- **TO DO**
Output each record in full, exactly as it stands.

* * *

//! `acfv_core` renders ACF Views and Cards: reusable HTML templates bound to
//! custom field values of a content item, and post listings that render a
//! View for every query result.
//!
//! ## Rendering Pipeline
//!
//! ```text
//! [acf_views view-id="…" object-id="…"]
//!   → Cache (stored JSON definition overlaid on defaults, field descriptors resolved)
//!   → ViewMarkup (custom markup or generated skeleton with $field$ markers)
//!   → AcfView (per item: read value, substitute default, FieldMarkup, inject or remove row)
//!   → HTML
//!
//! [acf_cards card-id="…"]
//!   → QueryBuilder (card filters to QuerySpec, host query, page count)
//!   → Renderer (View entry point per result, shared recursion trail)
//!   → CardMarkup (skeleton with $items$ and pagination footer)
//!   → HTML
//! ```
//!
//! ## Modules
//!
//! - [`site`]: The traits a host platform implements: stored posts, field schema, content and post queries.
//! - [`config`]: Configuration loading from `acfv.toml`.
//! - [`shortcode`]: Shortcode attribute parsing, role gating and error markup.
//! - [`acf`]: Choice lists of field groups, fields and taxonomies for editors.
//!
//! ## Key Types
//!
//! - [`Renderer`]: Request-scoped entry point for the view and card shortcodes, assets and save actions.
//! - [`ViewData`] / [`CardData`]: Typed View and Card definitions.
//! - [`FieldMeta`]: Descriptor of a custom field, post pseudo-field or taxonomy pseudo-field.
//! - [`FieldMarkup`]: Per field type HTML conversion.
//! - [`FieldHooks`]: Host supplied value and markup filters.
//! - [`JsonSite`]: A [`site::Site`] backed by a JSON document.

pub use acf::*;
pub use acf_card::*;
pub use acf_view::*;
pub use cache::*;
pub use card_data::*;
pub use card_markup::*;
pub use config::*;
pub use date_format::*;
pub use error::*;
pub use field_markup::*;
pub use field_meta::*;
pub use hooks::*;
pub use json_site::*;
pub use post::*;
pub use query_builder::*;
pub use renderer::*;
pub use shortcode::*;
pub use site::*;
pub use view_data::*;
pub use view_markup::*;

pub mod acf;
mod acf_card;
mod acf_view;
mod cache;
mod card_data;
mod card_markup;
pub mod config;
mod date_format;
#[allow(unused_assignments)]
mod error;
mod field_markup;
mod field_meta;
mod hooks;
pub(crate) mod html;
mod json_site;
mod post;
mod query_builder;
mod renderer;
pub mod shortcode;
pub mod site;
pub(crate) mod value;
mod view_data;
mod view_markup;

#[cfg(test)]
mod __fixtures;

* * *

- **ANSWER BELOW**
//! `acfv_core` renders ACF Views and Cards: reusable HTML templates bound to
//! custom field values of a content item, and post listings that render a
//! View for every query result.
//!
//! ## Rendering Pipeline
//!
//! ```text
//! [acf_views view-id="…" object-id="…"]
//!   → Cache (stored JSON definition overlaid on defaults, field descriptors resolved)
//!   → ViewMarkup (custom markup or generated skeleton with $field$ markers)
//!   → AcfView (per item: read value, substitute default, FieldMarkup, inject or remove row)
//!   → HTML
//!
//! [acf_cards card-id="…"]
//!   → QueryBuilder (card filters to QuerySpec, host query, page count)
//!   → Renderer (View entry point per result, shared recursion trail)
//!   → CardMarkup (skeleton with $items$ and pagination footer)
//!   → HTML
//! ```
//!
//! ## Modules
//!
//! - [`site`]: The traits a host platform implements: stored posts, field schema, content and post queries.
//! - [`config`]: Configuration loading from `acfv.toml`.
//! - [`shortcode`]: Shortcode attribute parsing, role gating and error markup.
//! - [`acf`]: Choice lists of field groups, fields and taxonomies for editors.
//!
//! ## Key Types
//!
//! - [`Renderer`]: Request-scoped entry point for the view and card shortcodes, assets and save actions.
//! - [`ViewData`] / [`CardData`]: Typed View and Card definitions.
//! - [`FieldMeta`]: Descriptor of a custom field, post pseudo-field or taxonomy pseudo-field.
//! - [`FieldMarkup`]: Per field type HTML conversion.
//! - [`FieldHooks`]: Host supplied value and markup filters.
//! - [`JsonSite`]: A [`site::Site`] backed by a JSON document.

pub use acf::*;
pub use acf_card::*;
pub use acf_view::*;
pub use cache::*;
pub use card_data::*;
pub use card_markup::*;
pub use config::*;
pub use date_format::*;
pub use error::*;
pub use field_markup::*;
pub use field_meta::*;
pub use hooks::*;
pub use json_site::*;
pub use post::*;
pub use query_builder::*;
pub use renderer::*;
pub use shortcode::*;
pub use site::*;
pub use view_data::*;
pub use view_markup::*;

pub mod acf;
mod acf_card;
mod acf_view;
mod cache;
mod card_data;
mod card_markup;
pub mod config;
mod date_format;
#[allow(unused_assignments)]
mod error;
mod field_markup;
mod field_meta;
mod hooks;
pub(crate) mod html;
mod json_site;
mod post;
mod query_builder;
mod renderer;
pub mod shortcode;
pub mod site;
pub(crate) mod value;
mod view_data;
mod view_markup;

#[cfg(test)]
mod __fixtures;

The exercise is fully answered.